Having a fan club and hanging around a movie theater ultimately brought new opportunities into my world. The theatre owner met me, wrote to Hollywood on my behalf, arranged an Esther Williams double feature at our neighborhood theater, which was filled to capacity that night, and she introduced me to the crowd and gave me a personally autographed photo from Esther herself. The owner, Eva Mae Sconce, also decided, after she knew me a while, that I needed a change; she encouraged me to apply to college, under a program featured in Reader’s Digest about several US colleges that accepted high school sophomores and juniors as early admission students. Mrs. Sconce thought I belonged somewhere else other than Speedway.
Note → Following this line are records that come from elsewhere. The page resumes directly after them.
//! Entity queries: projection, joins, filters and relation loading.
//!
//! ```ignore
//! let dogs = Query::new(dogs())
//!     .r#where(eq("name", "Rex"))?
//!     .with("animal")?
//!     .with("tags")?
//!     .fetch(&db)?;
//! ```
//!
//! Relations loaded through joins are resolved from the same result rows;
//! the others register a post-fetch hook that issues one batched query per
//! relation.

mod builder;
mod sql;

pub use builder::WithRelation;

use core::fmt;
use std::borrow::Cow;
use std::rc::Rc;

use crate::db::Db;
use crate::entity::{Entity, EntityRef};
use crate::error::Result;
use crate::filter::{Filter, Selector};
use crate::join::JoinNode;
use crate::schema::EntityDef;
use crate::storage::AliasedRow;

/// Callback run after rows are materialized, in registration order.
///
/// `rows[i]` is the raw row `entities[i]` was built from, with the columns
/// of every selectable join.
pub type PostFetchHook = Rc<dyn Fn(&Db, &[EntityRef], &[AliasedRow]) -> Result<()>>;

/// Sort direction.
#[derive(Debug, Clone, Copy, PartialEq, Eq, Default)]
pub enum OrderBy {
    #[default]
    Asc,
    Desc,
}

/// Query over one entity type.
#[derive(Clone)]
pub struct Query {
    def: &'static EntityDef,
    alias: Cow<'static, str>,
    columns: Option<Vec<&'static str>>,
    /// Base columns relations depend on, projected even when not selected
    required: Vec<&'static str>,
    joins: Vec<JoinNode>,
    filter: Option<Filter>,
    order: Vec<(Selector, OrderBy)>,
    limit: Option<u64>,
    offset: Option<u64>,
    hooks: Vec<PostFetchHook>,
}

impl Query {
    /// Selects every column of `def`, aliased by its table name.
    pub fn new(def: &'static EntityDef) -> Self {
        Self::aliased(def, def.table())
    }

    pub fn aliased(def: &'static EntityDef, alias: impl Into<Cow<'static, str>>) -> Self {
        Self {
            def,
            alias: alias.into(),
            columns: None,
            required: Vec::new(),
            joins: Vec::new(),
            filter: None,
            order: Vec::new(),
            limit: None,
            offset: None,
            hooks: Vec::new(),
        }
    }

    #[inline]
    pub fn def(&self) -> &'static EntityDef {
        self.def
    }

    #[inline]
    pub fn alias(&self) -> &str {
        &self.alias
    }

    #[inline]
    pub fn filter(&self) -> Option<&Filter> {
        self.filter.as_ref()
    }

    #[inline]
    pub fn joins(&self) -> &[JoinNode] {
        &self.joins
    }

    /// Runs the query and materializes one entity per row.
    ///
    /// Rows whose primary key is null, as produced by outer joins, yield no
    /// entity. Post-fetch hooks run afterwards in registration order.
    pub fn fetch(&self, db: &Db) -> Result<Vec<EntityRef>> {
        let statement = self.to_sql()?;
        let projection = self.projection();
        let rows = db.read(&statement, &projection)?;

        let primary = self.def.primary().name();
        let mut entities = Vec::with_capacity(rows.len());
        let mut kept = Vec::with_capacity(rows.len());
        for row in rows {
            let Some(base) = row.get(self.alias.as_ref()) else {
                continue;
            };
            if base.get(primary).is_none_or(|key| key.is_null()) {
                continue;
            }
            entities.push(Entity::from_row(self.def, base)?.into_ref());
            kept.push(row);
        }

        for hook in &self.hooks {
            hook(db, &entities, &kept)?;
        }
        Ok(entities)
    }

    /// Fetches at most one entity.
    pub fn first(self, db: &Db) -> Result<Option<EntityRef>> {
        Ok(self.limit(1).fetch(db)?.into_iter().next())
    }

    /// Counts matching rows. Relations and ordering are ignored.
    pub fn count(&self, db: &Db) -> Result<u64> {
        let (statement, projection) = self.count_sql()?;
        let rows = db.read(&statement, &projection)?;
        let count = rows
            .first()
            .and_then(|row| row.get(sql::COUNT_ALIAS))
            .and_then(|row| row.get(sql::COUNT_ALIAS))
            .and_then(|value| value.as_i64())
            .unwrap_or_default();
        Ok(u64::try_from(count).unwrap_or_default())
    }
}

impl fmt::Debug for Query {
    fn fmt(&self, f: &mut fmt::Formatter<'_>) -> fmt::Result {
        f.debug_struct("Query")
            .field("table", &self.def.table())
            .field("alias", &self.alias)
            .field("columns", &self.columns)
            .field("required", &self.required)
            .field("joins", &self.joins.len())
            .field("filter", &self.filter)
            .field("order", &self.order)
            .field("limit", &self.limit)
            .field("offset", &self.offset)
            .field("hooks", &self.hooks.len())
            .finish()
    }
}
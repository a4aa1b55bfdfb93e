//! The storage collaborator boundary.
//!
//! Statements go out as SQL text with positional `?` markers. A
//! [`SqlValue::List`] parameter stands for a whole `IN (...)` list and must be
//! expanded by the driver. Fetched rows come back grouped by table alias.

use std::rc::Rc;

use hashbrown::HashMap;

use crate::error::Result;
pub use crate::sql::Statement;
use crate::value::SqlValue;

/// Column name to cell value for one table of one result row.
pub type Row = HashMap<String, SqlValue>;

/// One result row, split per table alias.
pub type AliasedRow = HashMap<String, Row>;

/// A table contributing columns to a SELECT, in projection order.
#[derive(Debug, Clone, PartialEq, Eq)]
pub struct ProjectedTable {
    pub alias: String,
    pub table: String,
    /// Explicit column list, or `None` for `alias.*`
    pub columns: Option<Vec<String>>,
}

impl ProjectedTable {
    pub fn all(alias: impl Into<String>, table: impl Into<String>) -> Self {
        Self {
            alias: alias.into(),
            table: table.into(),
            columns: None,
        }
    }

    pub fn columns(
        alias: impl Into<String>,
        table: impl Into<String>,
        columns: impl IntoIterator<Item = impl Into<String>>,
    ) -> Self {
        Self {
            alias: alias.into(),
            table: table.into(),
            columns: Some(columns.into_iter().map(Into::into).collect()),
        }
    }
}

/// Result of a write statement.
#[derive(Debug, Clone, Copy, PartialEq, Eq, Default)]
pub struct WriteOutcome {
    /// Generated key of the last inserted row
    pub insert_id: Option<i64>,
    pub affected_rows: u64,
    /// Rows whose content actually changed, when the driver can tell
    pub changed_rows: Option<u64>,
}

/// Executes rendered statements.
pub trait Storage {
    /// Runs a SELECT and splits each row according to `projection`.
    fn read(&self, statement: &Statement, projection: &[ProjectedTable])
    -> Result<Vec<AliasedRow>>;

    /// Runs an INSERT, UPDATE or DELETE.
    fn write(&self, statement: &Statement) -> Result<WriteOutcome>;
}

impl<S: Storage + ?Sized> Storage for &S {
    fn read(
        &self,
        statement: &Statement,
        projection: &[ProjectedTable],
    ) -> Result<Vec<AliasedRow>> {
        (**self).read(statement, projection)
    }

    fn write(&self, statement: &Statement) -> Result<WriteOutcome> {
        (**self).write(statement)
    }
}

impl<S: Storage + ?Sized> Storage for Box<S> {
    fn read(
        &self,
        statement: &Statement,
        projection: &[ProjectedTable],
    ) -> Result<Vec<AliasedRow>> {
        (**self).read(statement, projection)
    }

    fn write(&self, statement: &Statement) -> Result<WriteOutcome> {
        (**self).write(statement)
    }
}

impl<S: Storage + ?Sized> Storage for Rc<S> {
    fn read(
        &self,
        statement: &Statement,
        projection: &[ProjectedTable],
    ) -> Result<Vec<AliasedRow>> {
        (**self).read(statement, projection)
    }

    fn write(&self, statement: &Statement) -> Result<WriteOutcome> {
        (**self).write(statement)
    }
}
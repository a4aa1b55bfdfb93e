//! Tracing utilities for statement and entity lifecycle observability.
//!
//! Enable the `tracing` feature to emit events via the `tracing` crate.
//! These macros expand to nothing when the feature is disabled, avoiding
//! `#[cfg]` boilerplate at every call site.

#[cfg(feature = "tracing")]
#[doc(hidden)]
pub use ::tracing as __tracing;

/// Emit a debug-level event with the SQL text and parameter count.
///
/// ```ignore
/// tether_trace_query!(&statement.sql, statement.params.len());
/// ```
#[cfg(feature = "tracing")]
#[macro_export]
macro_rules! tether_trace_query {
    ($sql:expr, $param_count:expr) => {
        $crate::tracing::__tracing::debug!(sql = %$sql, params = $param_count, "tether.query")
    };
}

#[cfg(not(feature = "tracing"))]
#[macro_export]
macro_rules! tether_trace_query {
    ($sql:expr, $param_count:expr) => {
        let _ = (&$sql, &$param_count);
    };
}

/// Emit a debug-level event for an entity lifecycle step (insert, update, delete).
///
/// ```ignore
/// tether_trace_entity!("insert", def.table());
/// ```
#[cfg(feature = "tracing")]
#[macro_export]
macro_rules! tether_trace_entity {
    ($event:literal, $table:expr) => {
        $crate::tracing::__tracing::debug!(event = $event, table = %$table, "tether.entity")
    };
}

#[cfg(not(feature = "tracing"))]
#[macro_export]
macro_rules! tether_trace_entity {
    ($event:literal, $table:expr) => {
        let _ = &$table;
    };
}

/// Emit a warning for storage results that disagree with expectations but
/// do not abort the current operation.
#[cfg(feature = "tracing")]
#[macro_export]
macro_rules! tether_warn {
    ($($arg:tt)+) => {
        $crate::tracing::__tracing::warn!($($arg)+)
    };
}

#[cfg(not(feature = "tracing"))]
#[macro_export]
macro_rules! tether_warn {
    ($($arg:tt)+) => {};
}
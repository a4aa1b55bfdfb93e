use crate::common::*;
use tether::prelude::*;
use tether::SqlValue;

#[test]
fn fetch_materializes_persisted_entities() {
    let fixture = setup_db();
    let found = Query::new(dogs())
        .order_by("name", OrderBy::Asc)
        .fetch(&fixture.db)
        .unwrap();
    assert_eq!(names(&found), vec!["Fido", "Max", "Rex", "Stray"]);
    assert_eq!(fixture.storage.reads(), 1);

    for dog in &found {
        let dog = dog.borrow();
        assert!(dog.exists());
        assert!(dog.changed_fields().unwrap().is_empty());
    }
}

#[test]
fn find_and_first() {
    let fixture = setup_db();
    let rex = fixture.db.find(dogs(), 1).unwrap().unwrap();
    assert_eq!(names(&[rex]), vec!["Rex"]);
    assert!(fixture.db.find(dogs(), 99).unwrap().is_none());

    let first = Query::new(dogs())
        .order_by("id", OrderBy::Desc)
        .first(&fixture.db)
        .unwrap()
        .unwrap();
    assert_eq!(id(&first), 4);
    assert!(fixture.storage.log()[2].sql.ends_with("LIMIT 1"));
}

#[test]
fn count_ignores_relations() {
    let fixture = setup_db();
    let query = Query::new(dogs())
        .r#where(eq("animal_id", 1))
        .unwrap()
        .with("tags")
        .unwrap();
    assert_eq!(query.count(&fixture.db).unwrap(), 3);
    assert_eq!(fixture.storage.reads(), 1);

    let none = Query::new(dogs()).r#where(eq("name", "Nobody")).unwrap();
    assert_eq!(none.count(&fixture.db).unwrap(), 0);
}

#[test]
fn paging() {
    let fixture = setup_db();
    let page = Query::new(dogs())
        .order_by("id", OrderBy::Asc)
        .limit_offset(2, 1)
        .fetch(&fixture.db)
        .unwrap();
    assert_eq!(names(&page), vec!["Max", "Fido"]);

    // OFFSET alone still needs a LIMIT in SQLite
    let tail = Query::new(dogs())
        .order_by("id", OrderBy::Asc)
        .offset(3)
        .fetch(&fixture.db)
        .unwrap();
    assert_eq!(names(&tail), vec!["Stray"]);
    assert!(fixture.storage.log()[1].sql.ends_with("LIMIT -1 OFFSET 3"));
}

#[test]
fn partial_projection_leaves_columns_absent() {
    let fixture = setup_db();
    let rex = Query::new(dogs())
        .select(["name"])
        .unwrap()
        .r#where(eq("id", 1))
        .unwrap()
        .first(&fixture.db)
        .unwrap()
        .unwrap();

    let mut rex = rex.borrow_mut();
    assert!(rex.get("born").unwrap().is_absent());
    assert_eq!(rex.value("name"), Some(&Value::from("Rex")));
    assert!(rex.changed_fields().unwrap().is_empty());

    rex.set("name", "Rexy").unwrap();
    assert_eq!(rex.changed_fields().unwrap(), vec!["name"]);
}

#[test]
fn aliased_base_query() {
    let fixture = setup_db();
    let found = Query::aliased(dogs(), "d")
        .r#where(eq("d.name", "Max"))
        .unwrap()
        .fetch(&fixture.db)
        .unwrap();
    assert_eq!(names(&found), vec!["Max"]);
    assert!(
        fixture.storage.log()[0]
            .sql
            .starts_with("SELECT `d`.* FROM `dogs` AS `d` WHERE")
    );
}

#[test]
fn composed_queries_do_not_alias() {
    let fixture = setup_db();
    let base = Query::new(dogs()).r#where(eq("animal_id", 1)).unwrap();
    let named = base.clone().and_where(eq("name", "Rex")).unwrap();

    assert_eq!(base.fetch(&fixture.db).unwrap().len(), 3);
    assert_eq!(named.fetch(&fixture.db).unwrap().len(), 1);
}

#[test]
fn hooks_see_entities_with_their_rows() {
    let fixture = setup_db();
    let seen = std::rc::Rc::new(std::cell::RefCell::new(Vec::new()));
    let sink = seen.clone();
    Query::new(dogs())
        .with("animal")
        .unwrap()
        .order_by("id", OrderBy::Asc)
        .hook(move |_, entities, rows| {
            assert_eq!(entities.len(), rows.len());
            for row in rows {
                sink.borrow_mut().push(row["animal"]["species"].clone());
            }
            Ok(())
        })
        .fetch(&fixture.db)
        .unwrap();

    assert_eq!(
        *seen.borrow(),
        vec![
            SqlValue::from("canis"),
            SqlValue::from("canis"),
            SqlValue::from("vulpes"),
            SqlValue::from("canis"),
        ]
    );
}

#[test]
fn storage_errors_surface() {
    let fixture = setup_db();
    fixture.storage.execute_batch("DROP TABLE licenses");
    let err = Query::new(licenses()).fetch(&fixture.db).unwrap_err();
    assert!(matches!(err, tether::TetherError::Storage(_)));
}
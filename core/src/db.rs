//! Database handle: storage, lifecycle events and runtime configuration.

use core::fmt;

use serde::{Deserialize, Serialize};

use crate::entity::{self, EntityRef, SaveOutcome};
use crate::error::{Result, TetherError};
use crate::events::EventBus;
use crate::filter::eq;
use crate::query::Query;
use crate::schema::EntityDef;
use crate::storage::{AliasedRow, ProjectedTable, Statement, Storage, WriteOutcome};
use crate::value::Value;
use crate::{tether_trace_query, tether_warn};

/// What to do when a write reports zero affected rows.
#[derive(Debug, Clone, Copy, PartialEq, Eq, Default, Serialize, Deserialize)]
#[serde(rename_all = "snake_case")]
pub enum ZeroRowPolicy {
    /// Log a warning and carry on
    #[default]
    Warn,
    /// Fail with [`TetherError::NoRowsAffected`]
    Error,
}

/// Runtime configuration.
///
/// Deserializable so it can live in an application's own config file:
///
/// ```ignore
/// let config: Config = serde_json::from_str(r#"{"zero_row_policy": "error"}"#)?;
/// ```
#[derive(Debug, Clone, PartialEq, Eq, Serialize, Deserialize)]
#[serde(default)]
pub struct Config {
    pub zero_row_policy: ZeroRowPolicy,
    /// Emit every statement as a `tether.query` debug event
    pub log_statements: bool,
}

impl Default for Config {
    fn default() -> Self {
        Self {
            zero_row_policy: ZeroRowPolicy::Warn,
            log_statements: true,
        }
    }
}

impl Config {
    pub fn new() -> Self {
        Self::default()
    }

    pub fn zero_row_policy(mut self, policy: ZeroRowPolicy) -> Self {
        self.zero_row_policy = policy;
        self
    }

    pub fn log_statements(mut self, enabled: bool) -> Self {
        self.log_statements = enabled;
        self
    }
}

/// Entry point for queries and persistence.
pub struct Db {
    storage: Box<dyn Storage>,
    events: EventBus,
    config: Config,
}

impl Db {
    pub fn new(storage: impl Storage + 'static) -> Self {
        Self::with_config(storage, Config::default())
    }

    pub fn with_config(storage: impl Storage + 'static, config: Config) -> Self {
        Self {
            storage: Box::new(storage),
            events: EventBus::new(),
            config,
        }
    }

    #[inline]
    pub fn config(&self) -> &Config {
        &self.config
    }

    #[inline]
    pub fn events(&self) -> &EventBus {
        &self.events
    }

    #[inline]
    pub fn storage(&self) -> &dyn Storage {
        self.storage.as_ref()
    }

    /// Runs a SELECT through the storage.
    pub fn read(
        &self,
        statement: &Statement,
        projection: &[ProjectedTable],
    ) -> Result<Vec<AliasedRow>> {
        if self.config.log_statements {
            tether_trace_query!(&statement.sql, statement.params.len());
        }
        self.storage.read(statement, projection)
    }

    /// Runs a write statement through the storage.
    pub fn write(&self, statement: &Statement) -> Result<WriteOutcome> {
        if self.config.log_statements {
            tether_trace_query!(&statement.sql, statement.params.len());
        }
        self.storage.write(statement)
    }

    /// Inserts a transient entity or updates a persisted one.
    pub fn save(&self, entity: &EntityRef) -> Result<SaveOutcome> {
        entity::save(self, entity)
    }

    /// Deletes a persisted entity.
    pub fn delete(&self, entity: &EntityRef) -> Result<()> {
        entity::delete(self, entity)
    }

    /// Fetches the entity with primary key `key`.
    pub fn find(&self, def: &'static EntityDef, key: impl Into<Value>) -> Result<Option<EntityRef>> {
        Query::new(def)
            .r#where(eq(def.primary().name(), key))?
            .first(self)
    }

    /// Applies the zero-row policy to a write result.
    pub(crate) fn check_affected(
        &self,
        affected: u64,
        describe: impl FnOnce() -> String,
    ) -> Result<()> {
        if affected > 0 {
            return Ok(());
        }
        let what = describe();
        match self.config.zero_row_policy {
            ZeroRowPolicy::Warn => {
                tether_warn!(operation = %what, "write affected no rows");
                Ok(())
            }
            ZeroRowPolicy::Error => Err(TetherError::NoRowsAffected(what)),
        }
    }
}

impl fmt::Debug for Db {
    fn fmt(&self, f: &mut fmt::Formatter<'_>) -> fmt::Result {
        f.debug_struct("Db")
            .field("events", &self.events)
            .field("config", &self.config)
            .finish_non_exhaustive()
    }
}
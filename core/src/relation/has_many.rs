use std::rc::Rc;

use super::{Keys, Relation, RelationKind, clear_slots, group_by};
use crate::db::Db;
use crate::entity::{EntityRef, Loaded};
use crate::error::Result;
use crate::filter::in_array;
use crate::query::{OrderBy, Query};
use crate::schema::EntityDef;

/// `(foreign key, sort, single-valued)`
type Shape = (&'static str, Option<(&'static str, OrderBy)>, bool);

fn shape(relation: &Relation) -> Result<Shape> {
    match relation.kind() {
        RelationKind::HasOne { foreign_key } => Ok((*foreign_key, None, true)),
        RelationKind::HasMany { foreign_key, order } => Ok((*foreign_key, *order, false)),
        _ => Err(relation.wrong_kind("a has-one or has-many relation")),
    }
}

/// One query for targets whose foreign key is any of the owners' primary
/// keys, grouped back onto each owner.
pub(super) fn load(
    relation: &Relation,
    db: &Db,
    owner: &'static EntityDef,
    owners: &[EntityRef],
) -> Result<Vec<EntityRef>> {
    let (foreign_key, order, single) = shape(relation)?;
    let target = relation.target();
    let fk_index = target.require_column(foreign_key)?;

    let keys = Keys::collect(owners, owner.primary_index())?;
    if keys.is_empty() {
        clear_slots(relation, owners);
        return Ok(Vec::new());
    }

    let mut query = Query::new(target).r#where(in_array(foreign_key, keys.values))?;
    if let Some((column, direction)) = order {
        query = query.order_by(column, direction);
    }
    let targets = relation.with_nested(query)?.fetch(db)?;

    let groups = group_by(&targets, fk_index)?;
    for owner in owners {
        let key = owner.borrow().primary_key_param()?;
        let matched = key.and_then(|key| groups.get(&key).cloned()).unwrap_or_default();
        let loaded = if single {
            Loaded::One(matched.into_iter().next())
        } else {
            Loaded::Many(matched)
        };
        owner.borrow_mut().set_loaded(relation.name(), loaded);
    }
    Ok(targets)
}

/// Points `target`'s foreign key at `owner` and stores it in the slot.
///
/// The previous target, if any, is left untouched in memory; saving it is
/// up to the caller.
pub(super) fn assign_one(
    relation: &Relation,
    foreign_key: &'static str,
    owner: &EntityRef,
    target: Option<&EntityRef>,
) -> Result<()> {
    if let Some(target) = target {
        let key = owner.borrow().primary_key().clone();
        let mut target = target.borrow_mut();
        let index = target.def().require_column(foreign_key)?;
        target.set_field_at(index, key);
    }
    owner
        .borrow_mut()
        .set_loaded(relation.name(), Loaded::One(target.map(Rc::clone)));
    Ok(())
}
While awaiting this college dream to be fulfilled (in 1959 when I was seventeen), I took high school journalism classes and worked as a part time stringer for The Indianapolis News by sending in stories about school events (and being paid by the column inch). I used my mimeograph machine not only for two fan clubs I ran (Esther’s and a one for a young actor, John Wilder), but also placed an ad in the local newspaper and received several small printing jobs from Speedway citizens. (My first entrepreneurial adventure—beyond parking cars for the Indy races). To design covers and provide artwork, I needed a light box, but I didn’t have the money to buy one. I took a cardboard box, a piece of glass, a light bulb socket, light bulb, and an extension cord, and made my own light box for just pennies. And it worked perfectly well for my projects.
Mrs. Sconce encouraged my writing. She suggested I write a book about my involvement with Esther Williams, whom I finally met in April of 1958, when the MGM star visited Indianapolis for the annual home show and dedicated a new swimming pool from her pool company in New York. I was allowed to spend two days touring Indianapolis with Esther and learned a lot about her. Of course, being fifteen, I couldn’t believe my good fortune. Among the activities that happened during those two days was an interview with Esther for high school journalists that I hosted in a downtown hotel. Some nice stories in local school papers came out of that interview. Despite the fun and excitement, I felt I didn’t know enough, or have the perspective, to write an adult piece about my relationship with Esther. I turned out a few pages and quit. Not me, not yet, anyway.
First novella
I also wrote my first novel (a novella, actually), Anna Be Accepted. Not much more than fifty pages long, it was the story of an impoverished teenage girl who meets a nice boy from the better side of town—and from a family that wants nothing to do with her until she saves the youngest son from drowning. It was a simple and positive story about being good, doing your best, forgiving people who are not nice to you, and ultimately coming out a winner. I printed the story on my mimeograph, assembled it, and sold copies to friends and family for fifty cents.
As an avid reader—at times during my childhood I read seven books a week—I knew that I was young and very naïve. I could tell stories and put words together, but I sensed that there was so much I didn’t know—I realized there was little depth to my writing. So when I was encouraged to write, I loved the idea of being an author, and I tried to put ideas down on paper, but soon I filed my dreams away for the future somewhere. Someday, after college and when I had really lived and had something meaningful to say.